Demographic and healthcare spending data confirm the importance of reaching seniors (65+) and their healthcare providers with effective marketing. The ageing marketplace still remains a tremendous growth opportunity for an industry seeking to offset losses from lagging late-stage product pipelines. For example, in the US, coronary heart disease accounts for 70-80% of deaths in men and women in adults over 65, and congestive heart failure (CHF), is the most common cause of hospitalization for the elderly (5).

Industry figures regarding drug pipelines show that the pharmaceutical industry has reacted to demographic changes. According to the Pharmaceutical Research and Manufacturers of America (PhRMA), in 2002, 135 biopharmaceutical companies were developing 294 new treatments for such debilitating conditions as Alzheimer’s disease, arthritis, osteoporosis, and Parkinson’s disease (6).

Yet just because there will be large populations at risk from these types of diseases does not mean that the pharmaceutical industry will face an easy time in marketing its products as pricing is becoming a contentious public issue. It has been shown that US consumer spending for prescription drugs increases with age (7). In 1999, spending by the over 65s on prescription drugs was nearly double that of the average spent by all consumers (7). However, it is worth pointing out that the same report showed that compared to other daily expenses such as housing, transportation and food, prescription drugs represented a relatively small part of total consumer household spending (7).

Nevertheless many seniors have criticized the high prices that they pay for prescription drugs and are hoping that the government will help drive down costs. In a 2002 US pre-midterm election survey carried out by Ayres, McHenry & Associates, Inc., healthcare and drug benefits were considered the most important national issue for Americans 65 and older (8).

Ageism in Healthcare?

Part of the problem lies in the fact that seniors often feel discriminated against when it comes to health care benefits. According to a recent report released by the not-for-profit Alliance for Aging Research (AAR), “older people are often excluded from tests for drugs, less likely to receive preventive care, and deprived of professionals trained in their needs” (9). For instance, people older than 65 represent the highest suicide rate in the U.S. but rarely are diagnosed as being depressed. Due to their age, they are also often discouraged from participating in clinical trials even for treatments that they could benefit from. The irony of it is that seniors are often left out of clinical trials for drugs and medical treatments aimed at their age group.

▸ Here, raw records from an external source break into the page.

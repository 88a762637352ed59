//! Extraction Layer
//!
//! Pulls the newest frame off the shared slot on a fixed cadence, runs the
//! barcode and text-recognition capabilities over it, applies the label
//! patterns, feeds the pairing machine, and publishes the cycle's detection
//! set for the display.
//!
//! Both capabilities are black boxes behind traits; a backend error inside a
//! cycle downgrades that capability's contribution to "no detections" and
//! the loop carries on at its normal cadence.

pub mod barcode;
pub mod ocr;
pub mod patterns;
pub mod preprocess;

use std::time::{Duration, Instant};

use tracing::{debug, error, info, warn};

use crate::capture::frame::Frame;
use crate::pairing::Pairing;
use crate::shared::{ScanStatus, ScannerState};
use crate::storage::log::ScanLog;

pub use barcode::{BarcodeDecoder, DecodedCode, Region};
pub use ocr::{OcrConfig, TextRecognizer};
pub use patterns::AddressText;

/// One structured result extracted from a frame
#[derive(Debug, Clone, PartialEq, Eq)]
pub enum Detection {
    /// A decoded barcode with its payload and bounding region
    Barcode(DecodedCode),
    /// Object identifier recognized from printed text (debug/display signal)
    ObjectText(String),
    /// Address fields recognized from printed text (debug/display signal)
    AddressText(AddressText),
}

/// The full detection set of one extraction cycle
#[derive(Debug, Clone, Default)]
pub struct ExtractionResult {
    /// Everything found in the frame, barcodes first
    pub detections: Vec<Detection>,
    /// Time spent extracting, in milliseconds
    pub processing_time_ms: u64,
}

impl ExtractionResult {
    /// Payloads of the cycle's barcode detections, in decode order
    pub fn barcode_payloads(&self) -> Vec<&str> {
        self.detections
            .iter()
            .filter_map(|detection| match detection {
                Detection::Barcode(code) => Some(code.payload.as_str()),
                _ => None,
            })
            .collect()
    }
}

/// Extraction configuration
#[derive(Debug, Clone)]
pub struct ExtractorConfig {
    /// Fixed sleep between extraction cycles
    pub interval: Duration,
    /// Recognition settings handed to the OCR backend
    pub ocr: OcrConfig,
}

impl Default for ExtractorConfig {
    fn default() -> Self {
        Self {
            interval: Duration::from_millis(80),
            ocr: OcrConfig::default(),
        }
    }
}

/// Per-frame extraction pipeline: grayscale, decode, recognize, pattern scan
pub struct Extractor {
    decoder: Box<dyn BarcodeDecoder>,
    recognizer: Option<Box<dyn TextRecognizer>>,
}

impl Extractor {
    /// Build an extractor from a decoder and an optional recognizer.
    ///
    /// Without a recognizer the text patterns are never applied; barcode
    /// extraction (and with it the whole pairing contract) is unaffected.
    pub fn new(decoder: Box<dyn BarcodeDecoder>, recognizer: Option<Box<dyn TextRecognizer>>) -> Self {
        Self { decoder, recognizer }
    }

    /// Run one extraction cycle over a frame snapshot
    pub fn extract(&mut self, frame: &Frame) -> ExtractionResult {
        let start = Instant::now();
        let mut detections = Vec::new();

        let gray = match preprocess::to_gray(frame) {
            Ok(gray) => gray,
            Err(e) => {
                warn!("frame conversion failed: {:#}", e);
                return ExtractionResult::default();
            }
        };

        match self.decoder.decode(&gray) {
            Ok(codes) => detections.extend(codes.into_iter().map(Detection::Barcode)),
            Err(e) => warn!("barcode decode failed: {:#}", e),
        }

        if let Some(recognizer) = self.recognizer.as_deref_mut() {
            let binary = preprocess::binarize(&gray);
            match recognizer.recognize(&binary) {
                Ok(text) => {
                    if let Some(id) = patterns::find_object_id(&text) {
                        detections.push(Detection::ObjectText(id));
                    }
                    if let Some(address) = patterns::find_address(&text) {
                        detections.push(Detection::AddressText(address));
                    }
                }
                Err(e) => warn!("text recognition failed: {:#}", e),
            }
        }

        let processing_time = start.elapsed();
        debug!(
            "extraction cycle complete in {:?}: {} detection(s)",
            processing_time,
            detections.len()
        );

        ExtractionResult {
            detections,
            processing_time_ms: processing_time.as_millis() as u64,
        }
    }
}

/// Extraction loop, run on its own thread at a bounded cadence.
///
/// Each cycle snapshots the newest frame (skipping the cycle if none has
/// arrived yet), extracts, folds the barcode payloads into the pairing
/// machine, appends any completed pair to the scan log, and publishes the
/// cycle's status. A failed append is reported and the pair is consumed
/// anyway; the pairing state never rolls back.
pub fn extraction_loop(
    state: &ScannerState,
    extractor: &mut Extractor,
    pairing: &mut Pairing,
    log: &ScanLog,
    interval: Duration,
) {
    info!("extraction loop started");

    let mut pairs_completed = 0u64;
    let mut last_pair = None;

    while state.is_running() {
        std::thread::sleep(interval);

        let Some(frame) = state.frame.snapshot() else {
            continue;
        };

        let result = extractor.extract(&frame);
        let completed = pairing.apply_cycle(result.barcode_payloads(), Instant::now());

        if let Some(pair) = completed {
            pairs_completed += 1;
            match log.append(&pair) {
                Ok(entry) => info!(
                    "pair logged: {} / {} at {}",
                    entry.object, entry.address, entry.timestamp
                ),
                Err(e) => error!("log append failed, pair dropped: {:#}", e),
            }
            last_pair = Some(pair);
        }

        let now = Instant::now();
        state.status.publish(ScanStatus {
            detections: result.detections,
            held_object: pairing.held_object().map(String::from),
            held_address: pairing.held_address().map(String::from),
            cooldown_active: pairing.in_cooldown(now),
            pairs_completed,
            last_pair: last_pair.clone(),
            processing_time_ms: result.processing_time_ms,
        });
    }

    info!("extraction loop exiting");
}

#[cfg(test)]
mod tests {
    use super::*;
    use crate::pairing::PairingConfig;
    use anyhow::anyhow;
    use image::GrayImage;
    use std::sync::Arc;

    struct FakeDecoder {
        codes: Vec<DecodedCode>,
        fail: bool,
    }

    impl FakeDecoder {
        fn with_payloads(payloads: &[&str]) -> Self {
            Self {
                codes: payloads
                    .iter()
                    .map(|p| DecodedCode {
                        payload: p.to_string(),
                        region: Region::default(),
                    })
                    .collect(),
                fail: false,
            }
        }

        fn failing() -> Self {
            Self {
                codes: vec![],
                fail: true,
            }
        }
    }

    impl BarcodeDecoder for FakeDecoder {
        fn decode(&mut self, _image: &GrayImage) -> anyhow::Result<Vec<DecodedCode>> {
            if self.fail {
                return Err(anyhow!("decoder exploded"));
            }
            Ok(self.codes.clone())
        }
    }

    struct FakeRecognizer {
        text: String,
        fail: bool,
    }

    impl TextRecognizer for FakeRecognizer {
        fn recognize(&mut self, _image: &GrayImage) -> anyhow::Result<String> {
            if self.fail {
                return Err(anyhow!("recognizer exploded"));
            }
            Ok(self.text.clone())
        }
    }

    fn test_frame() -> Frame {
        Frame::new(vec![200u8; 8 * 8 * 3], 8, 8)
    }

    #[test]
    fn test_extract_collects_barcodes() {
        let mut extractor = Extractor::new(
            Box::new(FakeDecoder::with_payloads(&["OBJ;12345678"])),
            None,
        );
        let result = extractor.extract(&test_frame());
        assert_eq!(result.barcode_payloads(), vec!["OBJ;12345678"]);
    }

    #[test]
    fn test_extract_applies_text_patterns() {
        let recognizer = FakeRecognizer {
            text: "Objeto: 12345678\n001 002 003 004 005 006".to_string(),
            fail: false,
        };
        let mut extractor = Extractor::new(
            Box::new(FakeDecoder::with_payloads(&[])),
            Some(Box::new(recognizer)),
        );

        let result = extractor.extract(&test_frame());
        assert!(result
            .detections
            .iter()
            .any(|d| matches!(d, Detection::ObjectText(id) if id == "12345678")));
        assert!(result
            .detections
            .iter()
            .any(|d| matches!(d, Detection::AddressText(a) if a.city == "001" && a.unit == "006")));
    }

    #[test]
    fn test_decoder_failure_yields_empty_cycle() {
        let mut extractor = Extractor::new(Box::new(FakeDecoder::failing()), None);
        let result = extractor.extract(&test_frame());
        assert!(result.detections.is_empty());
    }

    #[test]
    fn test_recognizer_failure_keeps_barcodes() {
        let recognizer = FakeRecognizer {
            text: String::new(),
            fail: true,
        };
        let mut extractor = Extractor::new(
            Box::new(FakeDecoder::with_payloads(&["OBJ;A"])),
            Some(Box::new(recognizer)),
        );

        let result = extractor.extract(&test_frame());
        assert_eq!(result.barcode_payloads(), vec!["OBJ;A"]);
    }

    #[test]
    fn test_loop_pairs_and_logs() {
        let dir = tempfile::tempdir().unwrap();
        let log_path = dir.path().join("log.csv");
        let log = ScanLog::new(log_path.clone());

        let state = Arc::new(ScannerState::new());
        state.frame.publish(test_frame());

        let mut extractor = Extractor::new(
            Box::new(FakeDecoder::with_payloads(&[
                "OBJ;12345678",
                "APT;001 002 003 004 005 006",
            ])),
            None,
        );
        let mut pairing = Pairing::new(PairingConfig {
            cooldown: Duration::from_secs(60),
        });

        let loop_state = state.clone();
        let handle = std::thread::spawn(move || {
            extraction_loop(
                &loop_state,
                &mut extractor,
                &mut pairing,
                &log,
                Duration::from_millis(5),
            );
        });

        std::thread::sleep(Duration::from_millis(100));
        state.request_stop();
        handle.join().unwrap();

        // The same codes stayed "in view" every cycle; the cooldown plus the
        // differs-check mean exactly one pair may be logged.
        let contents = std::fs::read_to_string(&log_path).unwrap();
        assert_eq!(contents.lines().count(), 2, "header + one data row");

        let status = state.status.snapshot().expect("status was published");
        assert_eq!(status.pairs_completed, 1);
        assert_eq!(
            status.last_pair.as_ref().map(|p| p.object.as_str()),
            Some("OBJ;12345678")
        );
    }
}
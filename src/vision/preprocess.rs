//! Frame preprocessing for decoding and recognition
//!
//! Barcode decoding runs on the plain grayscale frame; text recognition gets
//! an Otsu-binarized, inverted copy (dark print on a light label comes out as
//! white-on-black, which is what the recognizer is tuned for here).

use anyhow::{Context, Result};
use image::GrayImage;
use imageproc::contrast::{otsu_level, threshold, ThresholdType};

use crate::capture::frame::Frame;

/// Convert a captured RGB frame to a single-channel intensity image
pub fn to_gray(frame: &Frame) -> Result<GrayImage> {
    let rgb = image::RgbImage::from_raw(frame.width, frame.height, frame.data.clone())
        .context("frame buffer does not match its dimensions")?;
    Ok(image::DynamicImage::ImageRgb8(rgb).to_luma8())
}

/// Binarize a grayscale image with an Otsu-picked threshold, inverted
pub fn binarize(gray: &GrayImage) -> GrayImage {
    let level = otsu_level(gray);
    threshold(gray, level, ThresholdType::BinaryInverted)
}
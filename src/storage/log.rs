//! Append-only scan log
//!
//! One CSV row per completed pair. The header row is written exactly once,
//! only when the target file does not exist at the moment of the first
//! write; rows are never mutated or deleted afterwards.

use std::fs::OpenOptions;
use std::path::PathBuf;

use anyhow::{Context, Result};
use chrono::Local;

use crate::pairing::CompletedPair;

/// Column headers, in write order: timestamp, object code, address code
const COLUMNS: [&str; 3] = ["Timestamp", "Objeto", "Endereço"];

/// Timestamp format for log rows
const TIMESTAMP_FORMAT: &str = "%Y-%m-%d %H:%M:%S";

/// A row as appended to the log
#[derive(Debug, Clone, PartialEq, Eq)]
pub struct LogEntry {
    /// Local wall-clock time of the append, already formatted
    pub timestamp: String,
    pub object: String,
    pub address: String,
}

/// Handle on the scan log file
#[derive(Debug, Clone)]
pub struct ScanLog {
    path: PathBuf,
}

impl ScanLog {
    /// Create a handle; the file itself is only touched on the first append
    pub fn new(path: PathBuf) -> Self {
        Self { path }
    }

    /// The log file location
    pub fn path(&self) -> &PathBuf {
        &self.path
    }

    /// Append one completed pair as a timestamped row.
    ///
    /// Creates the file (with the header row) if it does not exist yet.
    pub fn append(&self, pair: &CompletedPair) -> Result<LogEntry> {
        let needs_header = !self.path.exists();

        let file = OpenOptions::new()
            .append(true)
            .create(true)
            .open(&self.path)
            .with_context(|| format!("could not open scan log {}", self.path.display()))?;

        let mut writer = csv::WriterBuilder::new().has_headers(false).from_writer(file);

        if needs_header {
            writer
                .write_record(COLUMNS)
                .context("could not write scan log header")?;
        }

        let entry = LogEntry {
            timestamp: Local::now().format(TIMESTAMP_FORMAT).to_string(),
            object: pair.object.clone(),
            address: pair.address.clone(),
        };

        writer
            .write_record([&entry.timestamp, &entry.object, &entry.address])
            .context("could not write scan log row")?;
        writer.flush().context("could not flush scan log")?;

        Ok(entry)
    }
}
//! Barcode decoding capability
//!
//! The decoder is a black box to the rest of the pipeline: grayscale image
//! in, payloads with bounding regions out. The default backend is the
//! pure-Rust `rxing` port of ZXing.

use anyhow::Result;
use image::GrayImage;

/// Axis-aligned bounding region of a decoded barcode, in pixels
#[derive(Debug, Clone, Copy, PartialEq, Eq, Default)]
pub struct Region {
    pub x: u32,
    pub y: u32,
    pub width: u32,
    pub height: u32,
}

/// One decoded barcode
#[derive(Debug, Clone, PartialEq, Eq)]
pub struct DecodedCode {
    /// Decoded payload as UTF-8 text
    pub payload: String,
    /// Where in the frame the code was found
    pub region: Region,
}

/// Barcode decoding backend
pub trait BarcodeDecoder: Send {
    /// Decode every barcode visible in `image`.
    ///
    /// "Nothing found" is an empty vec, not an error; errors mean the
    /// backend itself failed and the cycle should be treated as empty.
    fn decode(&mut self, image: &GrayImage) -> Result<Vec<DecodedCode>>;
}

#[cfg(feature = "barcode-rxing")]
pub use rxing_decoder::RxingDecoder;

#[cfg(feature = "barcode-rxing")]
mod rxing_decoder {
    use super::{DecodedCode, Region};
    use anyhow::Result;
    use image::GrayImage;
    use tracing::trace;

    /// Multi-format decoder backed by `rxing`
    #[derive(Debug, Default)]
    pub struct RxingDecoder;

    impl RxingDecoder {
        pub fn new() -> Self {
            Self
        }
    }

    impl super::BarcodeDecoder for RxingDecoder {
        fn decode(&mut self, image: &GrayImage) -> Result<Vec<DecodedCode>> {
            let (width, height) = image.dimensions();
            if width == 0 || height == 0 {
                return Ok(vec![]);
            }

            let results =
                match rxing::helpers::detect_multiple_in_luma(image.as_raw().clone(), width, height)
                {
                    Ok(results) => results,
                    // The multi reader reports a frame with no codes as an
                    // error; either way this cycle contributes nothing.
                    Err(e) => {
                        trace!("no barcodes decoded: {}", e);
                        return Ok(vec![]);
                    }
                };

            Ok(results
                .into_iter()
                .map(|result| {
                    let mut region = Region::default();
                    let points = result.getRXingResultPoints();
                    if !points.is_empty() {
                        let mut min_x = f32::INFINITY;
                        let mut min_y = f32::INFINITY;
                        let mut max_x = f32::NEG_INFINITY;
                        let mut max_y = f32::NEG_INFINITY;
                        for point in points {
                            min_x = min_x.min(point.x);
                            min_y = min_y.min(point.y);
                            max_x = max_x.max(point.x);
                            max_y = max_y.max(point.y);
                        }
                        region = clamped_region(min_x, min_y, max_x, max_y, width, height);
                    }

                    DecodedCode {
                        payload: result.getText().to_string(),
                        region,
                    }
                })
                .collect())
        }
    }

    /// Bounding box from min/max corners, clamped to the image
    fn clamped_region(min_x: f32, min_y: f32, max_x: f32, max_y: f32, width: u32, height: u32) -> Region {
        let x = (min_x.max(0.0) as u32).min(width);
        let y = (min_y.max(0.0) as u32).min(height);
        Region {
            x,
            y,
            width: (max_x.max(0.0) as u32).min(width).saturating_sub(x),
            height: (max_y.max(0.0) as u32).min(height).saturating_sub(y),
        }
    }
}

They also rarely receive preventative medical screenings.

According to the AAR report – which was presented on May 19th at a hearing of the Senate’s Special Committee on Ageing – at the root of such substandard health care for seniors is the tendency of providers and patients alike to view many serious medical conditions in older people as simply a natural part of getting older. “That attitude results in providers missing out on millions of opportunities every year to prevent, treat and enhance the lives of people over 65”. (10)

Marketing Considerations

Marketers must determine where seniors will use the medication, and then find out who will select the product and where it will be dispensed. Most people over 65 receiving healthcare services are located in community care settings and not in hospitals or nursing homes. Effective marketing campaigns should target decision makers who initiate therapy in hospitals as well as those who prescribe medication in nursing homes, where therapy is often continued. Otherwise, a patient may be started on one agent in the hospital and switched to another upon admission to a nursing home, a loss to that product’s maker.

As populations age, governments will be under pressure to provide adequate healthcare services and to fund new drug treatments. However, equally, pharmaceutical companies will be under pressure to justify the prices they charge for novel medicines. There are several ways to implement a successful marketing strategy to the ageing market: identifying all the decision makers and how they influence care and prescribing; defining the needs of and appropriate messages for those key customers; closely analyzing the potential benefits of any product marketed to the older population and to the providers caring for them; understanding the level of healthcare necessary to this target population.


1. Kermani F. and McGuire S. (2002/2003). TransPharma, Volume 1, Issue 2, pp 34-37.

2. Launch of Ageing Population Panel Report. June 13, 2000. Department of Trade and Industry.

3. Nagae T. (2003). Prediction of the Number of Hypertension Patients in Japan. Pharma Japan No. 1843: 1 – 7.

4. Gerdtham, U-G et al. (1994). Factors affecting health spending: a cross-country econometric analysis. OECD/GD (94) 101.

5. Cardiovascular Disease in the Elderly. Mayo Clinic Rochester.

6. New Medicines in Development for Older Americans, 2002. Pharmaceutical Research and Manufacturers of America (PhRMA).

7. Elderly Spend More on Prescription Drugs to Maintain Health. The Medicare Chartbook. Pharmaceutical Research and Manufacturers of America (PhRMA).

8. Seniors Cite Medicare, Drug Benefit as Top Health Care Concerns (2002). Pharmaceutical Research and Manufacturers of America (PhRMA). Medicare Archives.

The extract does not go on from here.